Remember Human Trafficking After The Super Bowl

By Robin Hassler Thompson, STAC Executive Director

We all must work together to ensure that efforts to raise awareness, mobilize special units, and assist survivors do not end or slow down on February 3.

If you follow news coverage of the Super Bowl, you’ve likely heard that “the Super Bowl is the largest sex trafficking event in the country” or a similar statement.

It is good that media, elected leaders and government agencies urge vigilance in recognizing the signs of human trafficking during the Super Bowl. With eyes across America focusing on the year’s largest sporting event, it’s a great platform to educate and raise awareness, especially in Florida, which ranks number three in the country for reported cases of human trafficking.

This year in the lead-up to the Super Bowl, the State of Florida has partnered with Uber, Lyft and truck drivers to promote education for drivers who can be on the frontlines of detecting human trafficking and doing something about it. That’s meaningful action with the potential to directly impact survivors in a powerful way – and the value of the training will be long-lasting.

We applaud these efforts and want to ensure that the narrative surrounding the Super Bowl includes another message: that sex AND labor trafficking are occurring in every community, every day of the year. 

The issue of human trafficking is much more complex than often portrayed in the media. You may be surprised to learn, for example, that even though this claim of a great upsurge in trafficking has been reported by numerous media outlets, there’s no empirical evidence that suggests a causal link and an exponential increase in sex trafficking uniquely tied to the Super Bowl. 

We all must work together to ensure that efforts to raise awareness, mobilize special units, and assist survivors do not end or slow down on February 3. In addition, our efforts to combat trafficking at home and abroad are most effective when we have a comprehensive understanding of the issue and its root causes.

Most Human Trafficking Is Labor Trafficking

Discussions about trafficking and the Super Bowl often only include sex trafficking, but worldwide, about 80 percent of all trafficking is labor trafficking, which occurs in plain sight: in restaurants, hotels, on farms and construction sites, in nail salons and in neighborhood homes, where people are forced to work as nannies or housekeepers.
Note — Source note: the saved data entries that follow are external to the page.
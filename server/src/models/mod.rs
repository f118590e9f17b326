// server/src/models/mod.rs

//! Database row shapes. Each converts into the matching `marketvoice` type.

pub mod product;
pub mod profile;

pub use product::ProductRow;
pub use profile::ProfileRow;
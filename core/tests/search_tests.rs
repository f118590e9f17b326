// tests/search_tests.rs
mod common;
use common::*;

use marketvoice::search::{normalize_keywords, rank, score};
use marketvoice::{MarketError, Marketplace, MemoryStore, SEARCH_RESULT_LIMIT};
use std::sync::Arc;

fn marketplace_with(products: Vec<marketvoice::Product>) -> Marketplace {
  let store = MemoryStore::new();
  for p in products {
    store.insert_product(p);
  }
  Marketplace::new(Arc::new(store.clone()), Arc::new(store))
}

fn terms(raw: &[&str]) -> Vec<String> {
  normalize_keywords(raw).unwrap()
}

#[test]
fn test_empty_and_blank_keyword_lists_are_invalid() {
  let empty: [&str; 0] = [];
  assert!(matches!(normalize_keywords(&empty), Err(MarketError::InvalidInput(_))));
  assert!(matches!(normalize_keywords(&["  ", ""]), Err(MarketError::InvalidInput(_))));
  assert!(matches!(normalize_keywords(&["\t\n"]), Err(MarketError::InvalidInput(_))));
}

#[test]
fn test_score_is_sum_of_field_weights_per_term() {
  let p = with_meeting_point(
    with_description(product("Apple Pie", "item", 8), "Homemade apple pie"),
    "Apple Street corner",
  );
  // "apple": name 10 + description 5 + meeting point 5
  assert_eq!(score(&p, &terms(&["apple"])), 20);
  // "item": unit only
  assert_eq!(score(&p, &terms(&["item"])), 2);
  // Terms add up, unmatched terms add nothing
  assert_eq!(score(&p, &terms(&["apple", "item", "banana"])), 22);
}

#[test]
fn test_egg_example_returns_only_eggs() {
  let results = rank(&terms(&["egg"]), eggs_and_milk());
  assert_eq!(names(&results), vec!["Fresh Eggs"]);
}

#[test]
fn test_milk_gallon_example_returns_only_milk() {
  let catalog = eggs_and_milk();
  let t = terms(&["milk", "gallon"]);
  // name 10 + description ("Organic whole milk") 5 + unit 2
  assert_eq!(score(&catalog[1], &t), 17);
  assert_eq!(score(&catalog[0], &t), 0);
  assert_eq!(names(&rank(&t, catalog)), vec!["Milk"]);
}

#[test]
fn test_substring_matching_is_loose() {
  let catalog = vec![product("Veggies", "bag", 3), product("Eggs", "dozen", 2), product("Bread", "loaf", 4)];
  let results = rank(&terms(&["EGG"]), catalog);
  assert_eq!(names(&results), vec!["Veggies", "Eggs"]);
}

#[test]
fn test_higher_scores_rank_first() {
  let catalog = vec![
    product("Tomato sauce", "jar", 4),
    with_description(product("Tomatoes", "kg", 3), "Ripe tomatoes"),
    with_description(product("Pasta", "box", 2), "Goes well with tomato"),
  ];
  let results = rank(&terms(&["tomato"]), catalog);
  assert_eq!(names(&results), vec!["Tomatoes", "Tomato sauce", "Pasta"]);
}

#[test]
fn test_ties_truncate_to_limit_in_candidate_order() {
  let catalog: Vec<_> = (0..7).map(|i| product(&format!("Thing {}", i), "item", 1)).collect();
  let results = rank(&terms(&["item"]), catalog);
  assert_eq!(results.len(), SEARCH_RESULT_LIMIT);
  assert_eq!(names(&results), vec!["Thing 0", "Thing 1", "Thing 2", "Thing 3", "Thing 4"]);
}

#[test]
fn test_result_never_exceeds_matching_count() {
  let catalog = vec![product("Eggs", "dozen", 2), product("Milk", "gallon", 5), product("Jam", "jar", 4)];
  let results = rank(&terms(&["jam"]), catalog);
  assert_eq!(results.len(), 1);
  assert!(rank(&terms(&["caviar"]), eggs_and_milk()).is_empty());
}

#[test]
fn test_results_are_unmodified_products_without_score() {
  let catalog = eggs_and_milk();
  let expected = catalog[0].clone();
  let results = rank(&terms(&["eggs"]), catalog);
  assert_eq!(results, vec![expected]);

  let json = serde_json::to_value(&results[0]).unwrap();
  let obj = json.as_object().unwrap();
  assert!(!obj.contains_key("score"));
  let mut keys: Vec<&str> = obj.keys().map(String::as_str).collect();
  keys.sort_unstable();
  assert_eq!(
    keys,
    vec!["created_at", "description", "id", "meeting_point", "name", "price", "quantity_unit", "seller_id"]
  );
}

#[tokio::test]
async fn test_search_is_idempotent_over_unchanged_catalog() {
  setup_tracing();
  let catalog: Vec<_> = (0..12)
    .map(|i| with_description(product(&format!("Box {}", i), if i % 2 == 0 { "item" } else { "bag" }, 1), "a box"))
    .collect();
  let market = marketplace_with(catalog);
  let first = market.search(&["box", "item"]).await.unwrap();
  let second = market.search(&["box", "item"]).await.unwrap();
  assert_eq!(first, second);
  assert_eq!(first.len(), SEARCH_RESULT_LIMIT);
  // Even-indexed boxes score 17 (name, description, unit "item"); odd ones 15
  assert_eq!(names(&first), vec!["Box 0", "Box 2", "Box 4", "Box 6", "Box 8"]);
}

#[tokio::test]
async fn test_search_rejects_blank_keywords_before_touching_store() {
  setup_tracing();
  let store = Arc::new(FailingStore::default());
  let market = Marketplace::new(store.clone(), Arc::new(MemoryStore::new()));
  let err = market.search(&["   "]).await.unwrap_err();
  assert!(matches!(err, MarketError::InvalidInput(_)));
  assert_eq!(store.call_count(), 0);
}

#[tokio::test]
async fn test_search_store_failure_is_dependency_failure_without_retry() {
  setup_tracing();
  let store = Arc::new(FailingStore::default());
  let market = Marketplace::new(store.clone(), Arc::new(MemoryStore::new()));
  match market.search(&["eggs"]).await {
    Err(MarketError::DependencyFailure { operation, details }) => {
      assert_eq!(operation, "search products");
      assert!(details.contains("connection refused"), "details: {}", details);
    }
    other => panic!("Expected DependencyFailure, got {:?}", other),
  }
  assert_eq!(store.call_count(), 1);
}
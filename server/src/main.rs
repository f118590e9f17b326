// server/src/main.rs

// Declare modules for the application
mod config;
mod errors;
mod models;
mod services;
mod state;
mod web;

use crate::config::{AppConfig, StoreBackend};
use crate::services::identity::SupabaseIdentity;
use crate::services::pg_store::PgStore;
use crate::services::voice::ElevenLabsVoice;
use crate::state::AppState;

use actix_web::{web as actix_data, App, HttpServer}; // `web` is this crate's HTTP module
use marketvoice::{Marketplace, MemoryStore};
use secrecy::ExposeSecret;
use sqlx::postgres::PgPoolOptions;
use std::io;
use std::sync::Arc;
use std::time::Duration;
use tracing::Level;
use tracing_subscriber::fmt::format::FmtSpan; // For span events in tracing

#[actix_web::main]
async fn main() -> io::Result<()> {
  // Initialize tracing subscriber for logging
  tracing_subscriber::fmt()
    .with_max_level(Level::INFO) // Default level
    .with_env_filter(tracing_subscriber::EnvFilter::from_default_env()) // Allow RUST_LOG override
    .with_span_events(FmtSpan::CLOSE) // Log when spans close, showing duration
    .init();

  tracing::info!("Starting marketplace server...");

  let app_config = match AppConfig::from_env() {
    Ok(cfg) => Arc::new(cfg),
    Err(e) => {
      tracing::error!(error = %e, "Failed to load application configuration.");
      return Err(io::Error::other(e.to_string()));
    }
  };

  let marketplace = match &app_config.store_backend {
    StoreBackend::Postgres { database_url } => {
      let pool = PgPoolOptions::new()
        .max_connections(10)
        .acquire_timeout(Duration::from_secs(5))
        .connect(database_url.expose_secret())
        .await
        .map_err(|e| {
          tracing::error!(error = %e, "Failed to connect to the database.");
          io::Error::other(e)
        })?;
      tracing::info!("Successfully connected to the database.");
      let store = Arc::new(PgStore::new(pool));
      Marketplace::new(store.clone(), store)
    }
    StoreBackend::Memory => {
      tracing::warn!("Using the in-memory store; listings will not survive a restart.");
      let store = Arc::new(MemoryStore::new());
      Marketplace::new(store.clone(), store)
    }
  };

  let identity = SupabaseIdentity::new(&app_config).map_err(|e| io::Error::other(format!("{:#}", e)))?;
  let voice = ElevenLabsVoice::new(&app_config).map_err(|e| io::Error::other(format!("{:#}", e)))?;

  let app_state = actix_data::Data::new(AppState {
    marketplace,
    identity: Arc::new(identity),
    voice: Arc::new(voice),
    config: app_config.clone(),
  });

  let server_address = format!("{}:{}", app_config.server_host, app_config.server_port);
  tracing::info!("Attempting to bind server to {}...", server_address);

  HttpServer::new(move || {
    App::new()
      .app_data(app_state.clone()) // Share AppState with handlers
      .app_data(web::json_config())
      .wrap(tracing_actix_web::TracingLogger::default()) // Actix middleware for tracing requests
      .configure(web::configure_app_routes)
  })
  .bind(&server_address)?
  .run()
  .await
}
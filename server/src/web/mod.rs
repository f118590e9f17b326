// server/src/web/mod.rs

// Declare child modules
pub mod extractors;
pub mod handlers;
pub mod routes;


pub use routes::{configure_app_routes, json_config};
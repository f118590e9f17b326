// core/src/search.rs

//! Keyword search over the full product catalog.
//!
//! Every product is scored by case-insensitive substring containment of each
//! keyword in four fields:
//!
//! | field           | weight |
//! |-----------------|--------|
//! | `name`          | 10     |
//! | `description`   | 5      |
//! | `meeting_point` | 5      |
//! | `quantity_unit` | 2      |
//!
//! Contributions add up across keywords and fields. Products scoring zero are
//! dropped, the rest are ordered by descending score and the top
//! [`SEARCH_RESULT_LIMIT`] are returned. Equal scores keep the order of the
//! candidate set. Containment is intentionally loose: `"egg"` matches both
//! `"eggs"` and `"veggies"`.
//!
//! The score never leaves this module; callers only ever see [`Product`]s.

use tracing::debug;

use crate::error::{MarketError, MarketResult};
use crate::product::Product;

pub const SEARCH_RESULT_LIMIT: usize = 5;

pub const NAME_WEIGHT: u32 = 10;
pub const DESCRIPTION_WEIGHT: u32 = 5;
pub const MEETING_POINT_WEIGHT: u32 = 5;
pub const QUANTITY_UNIT_WEIGHT: u32 = 2;

/// Trims and lower-cases keywords, dropping the ones left empty.
///
/// Fails when the list is empty or nothing survives normalization.
pub fn normalize_keywords<S: AsRef<str>>(keywords: &[S]) -> MarketResult<Vec<String>> {
  if keywords.is_empty() {
    return Err(MarketError::InvalidInput(
      "Keywords array is required and must not be empty".to_string(),
    ));
  }
  let terms: Vec<String> = keywords
    .iter()
    .map(|k| k.as_ref().trim().to_lowercase())
    .filter(|k| !k.is_empty())
    .collect();
  if terms.is_empty() {
    return Err(MarketError::InvalidInput(
      "At least one non-empty keyword is required".to_string(),
    ));
  }
  Ok(terms)
}

/// Lower-cased copies of the searchable fields of one product.
struct Haystack {
  name: String,
  description: Option<String>,
  meeting_point: Option<String>,
  quantity_unit: String,
}

impl Haystack {
  fn of(product: &Product) -> Self {
    Self {
      name: product.name.to_lowercase(),
      description: product.description.as_deref().map(str::to_lowercase),
      meeting_point: product.meeting_point.as_deref().map(str::to_lowercase),
      quantity_unit: product.quantity_unit.to_lowercase(),
    }
  }

  fn score_term(&self, term: &str) -> u32 {
    let hit = |field: Option<&str>, weight: u32| match field {
      Some(f) if f.contains(term) => weight,
      _ => 0,
    };
    hit(Some(self.name.as_str()), NAME_WEIGHT)
      + hit(self.description.as_deref(), DESCRIPTION_WEIGHT)
      + hit(self.meeting_point.as_deref(), MEETING_POINT_WEIGHT)
      + hit(Some(self.quantity_unit.as_str()), QUANTITY_UNIT_WEIGHT)
  }
}

/// Relevance of `product` for already-normalized `terms`.
pub fn score(product: &Product, terms: &[String]) -> u32 {
  let haystack = Haystack::of(product);
  terms.iter().map(|t| haystack.score_term(t)).sum()
}

/// Scores, filters, orders and truncates `candidates` for `terms`.
///
/// `terms` must come from [`normalize_keywords`].
pub fn rank(terms: &[String], candidates: Vec<Product>) -> Vec<Product> {
  let mut scored: Vec<(u32, Product)> = candidates
    .into_iter()
    .filter_map(|p| {
      let s = score(&p, terms);
      (s > 0).then_some((s, p))
    })
    .collect();

  // Stable: ties keep candidate order.
  scored.sort_by(|a, b| b.0.cmp(&a.0));
  scored.truncate(SEARCH_RESULT_LIMIT);

  debug!(matched = scored.len(), top_score = scored.first().map(|s| s.0), "ranked candidates");
  scored.into_iter().map(|(_, p)| p).collect()
}
// core/src/principal.rs

//! The acting identity behind every marketplace operation.
//!
//! Handlers never branch on whether a request body happens to carry a
//! `user_id`. They resolve a [`Principal`] first and hand it to the
//! [`Marketplace`](crate::Marketplace), which decides what that principal may
//! touch.

use serde::Serialize;
use uuid::Uuid;

use crate::error::{MarketError, MarketResult};

/// A signed-in end user as reported by the identity provider.
#[derive(Debug, Clone, PartialEq, Eq, Serialize)]
pub struct UserIdentity {
  pub id: Uuid,
  pub display_name: String,
  pub email: Option<String>,
}

#[derive(Debug, Clone, PartialEq, Eq)]
pub enum Principal {
  User(UserIdentity),
  /// Elevated server-to-server caller (the voice agent's tool webhook).
  /// Not bound to any user; it must always name the user it acts for.
  TrustedService,
}

impl Principal {
  pub fn user(&self) -> Option<&UserIdentity> {
    match self {
      Principal::User(u) => Some(u),
      Principal::TrustedService => None,
    }
  }

  /// The user this principal is acting as, or `Forbidden` for a service.
  pub fn require_user(&self) -> MarketResult<&UserIdentity> {
    self
      .user()
      .ok_or_else(|| MarketError::Forbidden("This operation requires a signed-in user".to_string()))
  }

  /// Resolves which user an operation applies to.
  ///
  /// A user may only act for themselves; `on_behalf_of` naming anyone else
  /// is rejected rather than silently ignored. A trusted service must always
  /// name its subject.
  pub fn subject(&self, on_behalf_of: Option<Uuid>) -> MarketResult<Uuid> {
    match (self, on_behalf_of) {
      (Principal::User(u), None) => Ok(u.id),
      (Principal::User(u), Some(other)) if other == u.id => Ok(u.id),
      (Principal::User(_), Some(_)) => Err(MarketError::Forbidden(
        "Users may only act on their own account".to_string(),
      )),
      (Principal::TrustedService, Some(subject)) => Ok(subject),
      (Principal::TrustedService, None) => Err(MarketError::InvalidInput(
        "user_id is required for service calls".to_string(),
      )),
    }
  }

  /// Short label for logs; never includes tokens.
  pub fn kind(&self) -> &'static str {
    match self {
      Principal::User(_) => "user",
      Principal::TrustedService => "trusted_service",
    }
  }
}
// server/src/web/extractors.rs

use actix_web::{dev::Payload, http::header, web, FromRequest, HttpRequest};
use futures_util::future::LocalBoxFuture;
use marketvoice::{MarketError, Principal};
use secrecy::{ExposeSecret, SecretString};
use subtle::ConstantTimeEq;
use tracing::{debug, warn};

use crate::errors::AppError;
use crate::state::AppState;

const SIGN_IN_REQUIRED: &str = "Unauthorized. Please sign in to continue.";

/// The principal a request acts as.
///
/// `Authorization: Bearer <service-role key>` is the trusted service (the
/// voice agent's webhook). Any other bearer token is resolved through the
/// identity provider.
#[derive(Debug, Clone)]
pub struct ActingPrincipal(pub Principal);

impl FromRequest for ActingPrincipal {
  type Error = AppError;
  type Future = LocalBoxFuture<'static, Result<Self, Self::Error>>;

  fn from_request(req: &HttpRequest, _payload: &mut Payload) -> Self::Future {
    let state = req.app_data::<web::Data<AppState>>().cloned();
    let token = bearer_token(req);

    Box::pin(async move {
      let state = state.ok_or_else(|| AppError::Internal("Application state is not configured".to_string()))?;
      let token = token.ok_or_else(|| {
        warn!("ActingPrincipal extractor: missing or malformed Authorization header.");
        AppError::unauthorized(SIGN_IN_REQUIRED)
      })?;

      if is_service_key(&token, &state.config.supabase_service_role_key) {
        debug!("Request authenticated as trusted service.");
        return Ok(ActingPrincipal(Principal::TrustedService));
      }

      match state.identity.resolve(&token).await {
        Ok(Some(user)) => Ok(ActingPrincipal(Principal::User(user))),
        Ok(None) => Err(AppError::unauthorized(SIGN_IN_REQUIRED)),
        Err(e) => Err(MarketError::dependency("verify session", e).into()),
      }
    })
  }
}

/// Compares in constant time for equal-length inputs.
fn is_service_key(token: &str, service_key: &SecretString) -> bool {
  token.as_bytes().ct_eq(service_key.expose_secret().as_bytes()).into()
}

fn bearer_token(req: &HttpRequest) -> Option<String> {
  let value = req.headers().get(header::AUTHORIZATION)?.to_str().ok()?;
  let (scheme, token) = value.trim().split_once(' ')?;
  let token = token.trim();
  (scheme.eq_ignore_ascii_case("bearer") && !token.is_empty()).then(|| token.to_string())
}
// server/src/services/voice.rs

//! Signed WebSocket URLs for browser voice sessions.
//!
//! The voice pipeline itself runs at the provider. The browser connects to
//! the signed URL directly; this server only mints it with its API key.

use anyhow::Context;
use async_trait::async_trait;
use secrecy::{ExposeSecret, SecretString};
use serde::Deserialize;
use std::time::Duration;
use tracing::{info, instrument};

use crate::config::AppConfig;

#[async_trait]
pub trait VoiceSessionProvider: Send + Sync {
  async fn signed_url(&self, agent_id: &str) -> anyhow::Result<String>;
}

pub struct ElevenLabsVoice {
  http: reqwest::Client,
  signed_url_endpoint: String,
  api_key: SecretString,
}

impl ElevenLabsVoice {
  pub fn new(config: &AppConfig) -> anyhow::Result<Self> {
    let http = reqwest::Client::builder()
      .timeout(Duration::from_secs(15))
      .build()
      .context("failed to build voice HTTP client")?;
    Ok(Self {
      http,
      signed_url_endpoint: format!("{}/v1/convai/conversation/get-signed-url", config.elevenlabs_api_url),
      api_key: SecretString::from(config.elevenlabs_api_key.expose_secret().to_string()),
    })
  }
}

#[derive(Deserialize)]
struct SignedUrlResponse {
  signed_url: String,
}

#[async_trait]
impl VoiceSessionProvider for ElevenLabsVoice {
  #[instrument(name = "voice::signed_url", skip(self))]
  async fn signed_url(&self, agent_id: &str) -> anyhow::Result<String> {
    let resp: SignedUrlResponse = self
      .http
      .get(&self.signed_url_endpoint)
      .query(&[("agent_id", agent_id)])
      .header("xi-api-key", self.api_key.expose_secret())
      .send()
      .await
      .context("voice provider unreachable")?
      .error_for_status()
      .context("voice provider refused signed URL request")?
      .json()
      .await
      .context("malformed signed URL response")?;

    // The URL embeds a session token; log only that it was issued.
    info!("Signed voice session URL obtained.");
    Ok(resp.signed_url)
  }
}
With over 200,000 people coming to Miami for the big game, the demand for other forms of labor: hotel housekeeping, food and beverage services, landscaping, cleaning, construction, and many other service-related work also increases. Training and awareness should focus on the exploitation and trafficking of people in these areas; tourists should be aware and report these forms of trafficking, too.

As Polaris, the organization that runs the National Human Trafficking Hotline, points out, if you’re worried about human trafficking and the Super Bowl, “Consider your nachos” and your chicken wings. The National Human Trafficking Hotline has recorded cases of human trafficking at chicken processing facilities around the country. 

 It’s admittedly difficult to know where our food and other products come from and whether slave labor was used in producing them, but there are tools and resources for researching products and industries to discover companies that are dedicated to free trade and ethical labor. is one such tool that offers a survey to show users what their participation in modern day slavery is based on how much forced or child labor is used for the items they consume. Verité, a nonprofit organization, researches labor rights violations in supply chains and provides comprehensive research, reports and other resources on industries and products. 

Knowing where our food and other products come from empowers us to make conscious decisions as consumers to combat human trafficking by reducing demand for products produced with slave labor. 

Commercial Sex or Human Trafficking?

It’s true that events that attract large numbers of people may correlate with an increase in commercial sex, but it’s important to point out that not all adult commercial sex is human trafficking.

According to federal law, sex trafficking is “the recruitment, harboring, transportation, provision, or obtaining of a person for the purpose of a commercial sex act, in which the commercial sex act is induced by force, fraud, or coercion,” or in which the person induced to perform such act is under the age of 18.

Adults who consent to participate in the commercial sex industry (are not forced, defrauded, or coerced) are not sex trafficking victims under the law, but any person under the age of 18 who participates in a commercial sex act is considered a victim of human trafficking, regardless of the presence of force, fraud, or coercion. Studies have shown that online ads for sex may increase before large public events but these studies warned that ads cannot be used as a proxy measure for trafficking. 

Human trafficking is a complex issue, and there are many common myths surrounding both sex and labor trafficking. Survive and Thrive Advocacy Center, with the International Rescue Committee, the Big Bend Coalition Against Human Trafficking, and many other partners work to disseminate accurate information and provide comprehensive education to help our region focus anti-human trafficking efforts on proven prevention models and direct service to survivors.

We welcome the increased public awareness that the Super Bowl brings to these efforts and remind everyone that we must work together every day in every community to disrupt trafficking, bring traffickers to justice and to assist survivors on the path to recovery.